Supplied entries: Begin

use serde::Deserialize;
use tracing::warn;

use loom_core::errors::GatewayError;
use loom_core::messages::{AssistantContent, AssistantMessage, FinishReason};
use loom_core::security::ProviderType;
use loom_core::stream::StreamEvent;

use crate::assemble::ToolCallAssembler;
use crate::sse::{EventParser, SseFrame};
use crate::usage::UsageMeter;

#[derive(Clone, Copy, PartialEq, Eq)]
enum OpenBlock {
    None,
    Text,
    Thinking,
}

/// State machine for Chat Completions streaming chunks.
///
/// Text, reasoning and tool-call deltas arrive inside `choices[0].delta`.
/// Tool calls are keyed by their `index` field, which is the only stable key
/// for fragments after the first.
pub struct ChatCompletionParser {
    started: bool,
    open: OpenBlock,
    text: String,
    thinking: String,
    tools: ToolCallAssembler,
    usage: UsageMeter,
    finish_reason: Option<String>,
    context_limit: usize,
    done: bool,
}

impl ChatCompletionParser {
    pub fn new(estimated_input: u32, context_limit: usize) -> Self {
        Self {
            started: false,
            open: OpenBlock::None,
            text: String::new(),
            thinking: String::new(),
            tools: ToolCallAssembler::new(),
            usage: UsageMeter::new(ProviderType::OpenAI, estimated_input),
            finish_reason: None,
            context_limit,
            done: false,
        }
    }

    fn switch_to(&mut self, block: OpenBlock, events: &mut Vec<StreamEvent>) {
        if self.open == block {
            return;
        }
        self.close_open(events);
        match block {
            OpenBlock::Text => events.push(StreamEvent::TextStart),
            OpenBlock::Thinking => events.push(StreamEvent::ThinkingStart),
            OpenBlock::None => {}
        }
        self.open = block;
    }

    fn close_open(&mut self, events: &mut Vec<StreamEvent>) {
        match self.open {
            OpenBlock::Text => events.push(StreamEvent::TextEnd { text: self.text.clone() }),
            OpenBlock::Thinking => events.push(StreamEvent::ThinkingEnd {
                thinking: self.thinking.clone(),
                signature: None,
            }),
            OpenBlock::None => {}
        }
        self.open = OpenBlock::None;
    }

    fn apply_delta(&mut self, delta: ChunkDelta, events: &mut Vec<StreamEvent>) {
        if let Some(reasoning) = delta.reasoning_content.filter(|r| !r.is_empty()) {
            self.switch_to(OpenBlock::Thinking, events);
            self.thinking.push_str(&reasoning);
            self.usage.observe_output(&reasoning);
            events.push(StreamEvent::ThinkingDelta { delta: reasoning });
        }
        if let Some(content) = delta.content.filter(|c| !c.is_empty()) {
            self.switch_to(OpenBlock::Text, events);
            self.text.push_str(&content);
            self.usage.observe_output(&content);
            events.push(StreamEvent::TextDelta { delta: content });
        }
        for call in delta.tool_calls.unwrap_or_default() {
            self.close_open(events);
            let (name, arguments) = match call.function {
                Some(f) => (f.name, f.arguments),
                None => (None, None),
            };
            events.extend(self.tools.open(call.index, call.id.as_deref(), name.as_deref()));
            if let Some(fragment) = arguments {
                self.usage.observe_output(&fragment);
                events.extend(self.tools.push(call.index, &fragment));
            }
        }
    }

    fn build_done(&mut self) -> StreamEvent {
        let mut content = Vec::new();
        if !self.thinking.is_empty() {
            content.push(AssistantContent::Thinking {
                text: self.thinking.clone(),
                signature: None,
            });
        }
        if !self.text.is_empty() {
            content.push(AssistantContent::Text { text: self.text.clone() });
        }
        content.extend(self.tools.calls().into_iter().map(AssistantContent::ToolCall));

        let finish_reason = map_finish_reason(self.finish_reason.as_deref(), !self.tools.is_empty());
        StreamEvent::Done {
            message: AssistantMessage {
                content,
                usage: Some(self.usage.current()),
                finish_reason: Some(finish_reason),
            },
            finish_reason,
        }
    }

    fn finalize(&mut self) -> Vec<StreamEvent> {
        let mut events = Vec::new();
        self.close_open(&mut events);
        events.extend(self.tools.close_all());
        events.extend(self.usage.event());
        events.push(self.build_done());
        self.done = true;
        events
    }
}

impl EventParser for ChatCompletionParser {
    fn parse(&mut self, frame: &SseFrame) -> Vec<StreamEvent> {
        let mut events = Vec::new();
        if self.done {
            return events;
        }
        if frame.data.trim() == "[DONE]" {
            return self.finalize();
        }

        let chunk: Chunk = match serde_json::from_str(&frame.data) {
            Ok(chunk) => chunk,
            Err(e) => {
                warn!(error = %e, data = %frame.data, "unparseable chat completion chunk");
                return events;
            }
        };

        if let Some(err) = chunk.error {
            self.done = true;
            events.push(StreamEvent::Error {
                error: classify_error(&err, self.context_limit),
            });
            return events;
        }

        if !self.started {
            self.started = true;
            events.push(StreamEvent::Start);
        }

        for choice in chunk.choices {
            if let Some(delta) = choice.delta {
                self.apply_delta(delta, &mut events);
            }
            if let Some(reason) = choice.finish_reason {
                self.close_open(&mut events);
                events.extend(self.tools.close_all());
                self.finish_reason = Some(reason);
            }
        }

        if let Some(usage) = chunk.usage {
            let cached = usage
                .prompt_tokens_details
                .and_then(|d| d.cached_tokens)
                .unwrap_or_default();
            self.usage.report_input(usage.prompt_tokens, cached, 0);
            self.usage.report_output(usage.completion_tokens);
        }
        events.extend(self.usage.event());
        events
    }

    fn finish(&mut self) -> Vec<StreamEvent> {
        if self.done {
            return Vec::new();
        }
        // Some compatible servers close the stream without `[DONE]`.
        if self.finish_reason.is_some() {
            return self.finalize();
        }
        self.done = true;
        vec![StreamEvent::Error {
            error: GatewayError::StreamInterrupted("stream ended without finish_reason".into()),
        }]
    }
}

pub fn map_finish_reason(reason: Option<&str>, has_tool_calls: bool) -> FinishReason {
    match reason {
        Some("length") => FinishReason::Length,
        Some("content_filter") => FinishReason::ContentFilter,
        Some("tool_calls" | "function_call") => FinishReason::ToolCalls,
        _ if has_tool_calls => FinishReason::ToolCalls,
        _ => FinishReason::Stop,
    }
}

pub fn classify_error(err: &ApiError, context_limit: usize) -> GatewayError {
    let code = err.code.as_deref().or(err.error_type.as_deref()).unwrap_or_default();
    match code {
        "invalid_api_key" | "authentication_error" => {
            GatewayError::AuthenticationFailed(err.message.clone())
        }
        "context_length_exceeded" => GatewayError::ContextWindowExceeded {
            limit: context_limit,
            actual: 0,
        },
        "model_not_found" => GatewayError::NotFound(err.message.clone()),
        "invalid_request_error" => GatewayError::InvalidRequest(err.message.clone()),
        c if c.starts_with("rate_limit") => GatewayError::RateLimited { retry_after: None },
        _ => GatewayError::ServerError {
            status: 500,
            body: err.message.clone(),
        },
    }
}

#[derive(Deserialize)]
struct Chunk {
    #[serde(default)]
    choices: Vec<Choice>,
    usage: Option<WireUsage>,
    error: Option<ApiError>,
}

#[derive(Deserialize)]
struct Choice {
    delta: Option<ChunkDelta>,
    finish_reason: Option<String>,
}

#[derive(Deserialize)]
struct ChunkDelta {
    content: Option<String>,
    reasoning_content: Option<String>,
    tool_calls: Option<Vec<ToolCallChunk>>,
}

#[derive(Deserialize)]
struct ToolCallChunk {
    #[serde(default)]
    index: usize,
    id: Option<String>,
    function: Option<FunctionChunk>,
}

#[derive(Deserialize)]
struct FunctionChunk {
    name: Option<String>,
    arguments: Option<String>,
}

#[derive(Deserialize)]
struct WireUsage {
    prompt_tokens: u32,
    completion_tokens: u32,
    prompt_tokens_details: Option<PromptDetails>,
}

#[derive(Deserialize)]
struct PromptDetails {
    cached_tokens: Option<u32>,
}

#[derive(Debug, Deserialize)]
pub struct ApiError {
    pub message: String,
    #[serde(rename = "type")]
    pub error_type: Option<String>,
    pub code: Option<String>,
}

#[cfg(test)]
mod tests {
    use super::*;
    use serde_json::json;

    fn data(d: &str) -> SseFrame {
        SseFrame {
            event: None,
            data: d.to_string(),
        }
    }

    fn feed(parser: &mut ChatCompletionParser, chunks: &[&str]) -> Vec<StreamEvent> {
        chunks.iter().flat_map(|c| parser.parse(&data(c))).collect()
    }

    fn done(events: &[StreamEvent]) -> (AssistantMessage, FinishReason) {
        match events.last() {
            Some(StreamEvent::Done { message, finish_reason }) => (message.clone(), *finish_reason),
            other => panic!("expected Done, got {other:?}"),
        }
    }

    #[test]
    fn text_stream_with_usage() {
        let mut parser = ChatCompletionParser::new(10, 128_000);
        let events = feed(
            &mut parser,
            &[
                r#"{"choices":[{"delta":{"role":"assistant","content":"Hel"}}]}"#,
                r#"{"choices":[{"delta":{"content":"lo"}}]}"#,
                r#"{"choices":[{"delta":{},"finish_reason":"stop"}]}"#,
                r#"{"choices":[],"usage":{"prompt_tokens":42,"completion_tokens":3}}"#,
                "[DONE]",
            ],
        );
        assert!(matches!(events[0], StreamEvent::Start));
        assert!(events
            .iter()
            .any(|e| matches!(e, StreamEvent::TextEnd { text } if text == "Hello")));
        let (message, reason) = done(&events);
        assert_eq!(reason, FinishReason::Stop);
        assert_eq!(message.text_content(), "Hello");
        let usage = message.usage.unwrap();
        assert_eq!(usage.input_tokens, 42);
        assert!(!usage.estimated);
    }

    #[test]
    fn parallel_tool_calls_keyed_by_index() {
        let mut parser = ChatCompletionParser::new(0, 128_000);
        let events = feed(
            &mut parser,
            &[
                r#"{"choices":[{"delta":{"tool_calls":[{"index":0,"id":"call_a","type":"function","function":{"name":"Read","arguments":""}}]}}]}"#,
                r#"{"choices":[{"delta":{"tool_calls":[{"index":1,"id":"call_b","type":"function","function":{"name":"Glob","arguments":"{\"pat"}}]}}]}"#,
                r#"{"choices":[{"delta":{"tool_calls":[{"index":0,"function":{"arguments":"{\"file_path\":\"/x\"}"}}]}}]}"#,
                r#"{"choices":[{"delta":{"tool_calls":[{"index":1,"function":{"arguments":"tern\":\"*.md\"}"}}]}}]}"#,
                r#"{"choices":[{"delta":{},"finish_reason":"tool_calls"}]}"#,
                "[DONE]",
            ],
        );
        let ends = events
            .iter()
            .filter(|e| matches!(e, StreamEvent::ToolCallEnd { .. }))
            .count();
        assert_eq!(ends, 2);
        let (message, reason) = done(&events);
        assert_eq!(reason, FinishReason::ToolCalls);
        let calls = message.tool_calls();
        assert_eq!(calls[0].id.as_str(), "call_a");
        assert_eq!(calls[0].arguments, json!({"file_path": "/x"}));
        assert_eq!(calls[1].arguments, json!({"pattern": "*.md"}));
    }

    #[test]
    fn stop_with_tool_calls_becomes_tool_calls() {
        let mut parser = ChatCompletionParser::new(0, 128_000);
        let events = feed(
            &mut parser,
            &[
                r#"{"choices":[{"delta":{"tool_calls":[{"index":0,"id":"call_a","function":{"name":"Bash","arguments":"{}"}}]}}]}"#,
                r#"{"choices":[{"delta":{},"finish_reason":"stop"}]}"#,
                "[DONE]",
            ],
        );
        assert_eq!(done(&events).1, FinishReason::ToolCalls);
    }

    #[test]
    fn reasoning_then_text() {
        let mut parser = ChatCompletionParser::new(0, 128_000);
        let events = feed(
            &mut parser,
            &[
                r#"{"choices":[{"delta":{"reasoning_content":"thinking hard"}}]}"#,
                r#"{"choices":[{"delta":{"content":"answer"}}]}"#,
                r#"{"choices":[{"delta":{},"finish_reason":"length"}]}"#,
                "[DONE]",
            ],
        );
        let thinking_end = events
            .iter()
            .position(|e| matches!(e, StreamEvent::ThinkingEnd { .. }))
            .unwrap();
        let text_start = events
            .iter()
            .position(|e| matches!(e, StreamEvent::TextStart))
            .unwrap();
        assert!(thinking_end < text_start);
        let (message, reason) = done(&events);
        assert_eq!(reason, FinishReason::Length);
        assert!(matches!(message.content[0], AssistantContent::Thinking { .. }));
    }

    #[test]
    fn content_filter_reason() {
        assert_eq!(map_finish_reason(Some("content_filter"), false), FinishReason::ContentFilter);
        assert_eq!(map_finish_reason(Some("function_call"), false), FinishReason::ToolCalls);
        assert_eq!(map_finish_reason(None, false), FinishReason::Stop);
    }

    #[test]
    fn error_chunk_classified() {
        let mut parser = ChatCompletionParser::new(0, 128_000);
        let events = feed(
            &mut parser,
            &[r#"{"error":{"message":"too long","type":"invalid_request_error","code":"context_length_exceeded"}}"#],
        );
        assert!(matches!(
            &events[0],
            StreamEvent::Error { error: GatewayError::ContextWindowExceeded { limit: 128_000, .. } }
        ));
    }

    #[test]
    fn missing_done_marker_after_finish_reason_still_completes() {
        let mut parser = ChatCompletionParser::new(0, 128_000);
        feed(
            &mut parser,
            &[
                r#"{"choices":[{"delta":{"content":"ok"}}]}"#,
                r#"{"choices":[{"delta":{},"finish_reason":"stop"}]}"#,
            ],
        );
        let events = parser.finish();
        assert!(matches!(events.last(), Some(StreamEvent::Done { .. })));
    }

    #[test]
    fn truncated_stream_is_interruption() {
        let mut parser = ChatCompletionParser::new(0, 128_000);
        feed(&mut parser, &[r#"{"choices":[{"delta":{"content":"par"}}]}"#]);
        let events = parser.finish();
        assert!(matches!(
            &events[0],
            StreamEvent::Error { error: GatewayError::StreamInterrupted(_) }
        ));
    }
}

Supplied entries: End

Read through the lines above and collect those that contain the string "SseFrame".

Exercise output
use crate::sse::{EventParser, SseFrame};
    fn parse(&mut self, frame: &SseFrame) -> Vec<StreamEvent> {
    fn data(d: &str) -> SseFrame {
        SseFrame {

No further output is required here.